PHILADELPHIA (CN) – A search team found an eighth body Thursday after a deadly Amtrak derailment linked to speeding.
Amtrak Train 188 was headed from Washington, D.C., to New York City, on Tuesday when it derailed at approximately 9:30 p.m. in the Port Richmond section of Philadelphia.
Five of the 243 passengers on the train were Amtrak employees.
Investigators confirmed five deaths immediately at the crash site, and Philadelphia Mayor Michael Nutter announced another two fatalities Wednesday.
Nutter said one was pronounced dead at nearby Temple University Hospital, and the Philadelphia Inquirer reported that the body of the seventh victim was “found in the wreckage.”
Dispatched to determine the cause of the derailment, the National Transportation Safety Board (NTSB) said Wednesday that its “preliminary data” found that the train was traveling at about 106 mph, despite a speed limit of 50 mph for the curve the train was navigating when it crashed.
Amtrak has automated speed-control devices for many of its tracks on the busy Northeast Corridor where the crash occurred but no such system was in place along the derailment site.
“We feel that had such a system been installed in this section of track, this accident would not have occurred,” NTSB board member Robert Sumwalt said, as quoted by CNN.
Instead, all but two of the seven cars tipped over as the train allegedly sped around the curve, resulting in what the Philadelphia Inquirer reported to be the worst Northeast Corridor accident since a commuter train crashed into a freight train in Maryland in 1987, killing 16 people.
It has been reported that Associated Press employee Jim Gaines, of New Jersey, and 20-year-old U.S. Naval Academy student Justin Zemser of New York, were among passengers killed in the crash.
“We are heartbroken by what we’ve experienced here,” Nutter said in one of two Wednesday press conferences. “We have not experienced anything like this in modern times.”
“I’ve never seen anything like this in my life,” he said. “We have train cars that are on their sides, ripped apart.”

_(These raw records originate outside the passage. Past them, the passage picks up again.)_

use super::{degenerate_ray, CameraRefracModelId, RefracModel};
use crate::geometry::{compute_refraction, ray_sphere_intersection, Ray3D};
use nalgebra::Vector3;

/// Decentering below this leaves the axis undefined; fall back to the
/// optical axis.
const MIN_DECENTERING: f64 = 1e-12;

/// Spherical dome in front of the camera:
/// `Cx, Cy, Cz, int_radius, int_thick, na, ng, nw`
///
/// `C` is the dome center in the camera frame, `int_radius` the inner
/// radius and `int_thick` the dome thickness. A perfectly centered dome
/// does not bend any ray.
#[derive(Debug, Clone, Copy, Default)]
pub struct DomePort;

impl RefracModel for DomePort {
    fn id(&self) -> CameraRefracModelId {
        CameraRefracModelId::DomePort
    }

    fn params_info(&self) -> &'static str {
        "Cx, Cy, Cz, int_radius, int_thick, na, ng, nw"
    }

    fn num_params(&self) -> usize {
        8
    }

    fn optimizable_params_idxs(&self) -> &'static [usize] {
        &[0, 1, 2]
    }

    fn refract_ray(&self, refrac_params: &[f64], dir: &Vector3<f64>) -> Ray3D {
        let center = Vector3::new(refrac_params[0], refrac_params[1], refrac_params[2]);
        let (int_radius, int_thick) = (refrac_params[3], refrac_params[4]);
        let (na, ng, nw) = (refrac_params[5], refrac_params[6], refrac_params[7]);

        // The camera sits inside the dome, so the far intersection is the exit.
        let Some((_, t)) = ray_sphere_intersection(&Vector3::zeros(), dir, &center, int_radius) else {
            return degenerate_ray();
        };
        let ori = dir * t;
        let normal = (ori - center).normalize();
        let dir = compute_refraction(&normal, na, ng, dir);

        let Some((_, t)) = ray_sphere_intersection(&ori, &dir, &center, int_radius + int_thick) else {
            return degenerate_ray();
        };
        let ori = ori + dir * t;
        let normal = (ori - center).normalize();
        let dir = compute_refraction(&normal, ng, nw, &dir);

        Ray3D { ori, dir }
    }

    fn refraction_axis(&self, refrac_params: &[f64]) -> Vector3<f64> {
        let center = Vector3::new(refrac_params[0], refrac_params[1], refrac_params[2]);
        if center.norm() < MIN_DECENTERING {
            return Vector3::z();
        }
        center.normalize()
    }
}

Paul Cheung, a passenger who survived the crash, told AP reporters that “the front of the train looked all mangled, [like] piles of metal.”
Eight of the 144 injured in the derailment remain in critical condition, Philadelphia’s Fox affiliate reported. The majority of the injured were treated at Temple Hospital. Most of the injured were suffering from chest or rib fractures, with very few head injuries, a Temple doctor told reporters.
The body of the last unaccounted-for passenger, a Maryland man, was recovered Thursday, making eight total casualties.
Amtrak announced that there will be no Amtrak service Thursday between New York and Philadelphia, and that service between Washington and Philadelphia, Harrisburg and Philadelphia, and New York and Boston” is operating with fewer frequencies than normal.
The company expressed its sorrow for the injuries and loss of life, and pledged full cooperation with the NTSB investigation.
“Due to the investigation, it would be inappropriate for us to comment or speculate about any information that is being investigated,” a blog post from the company states.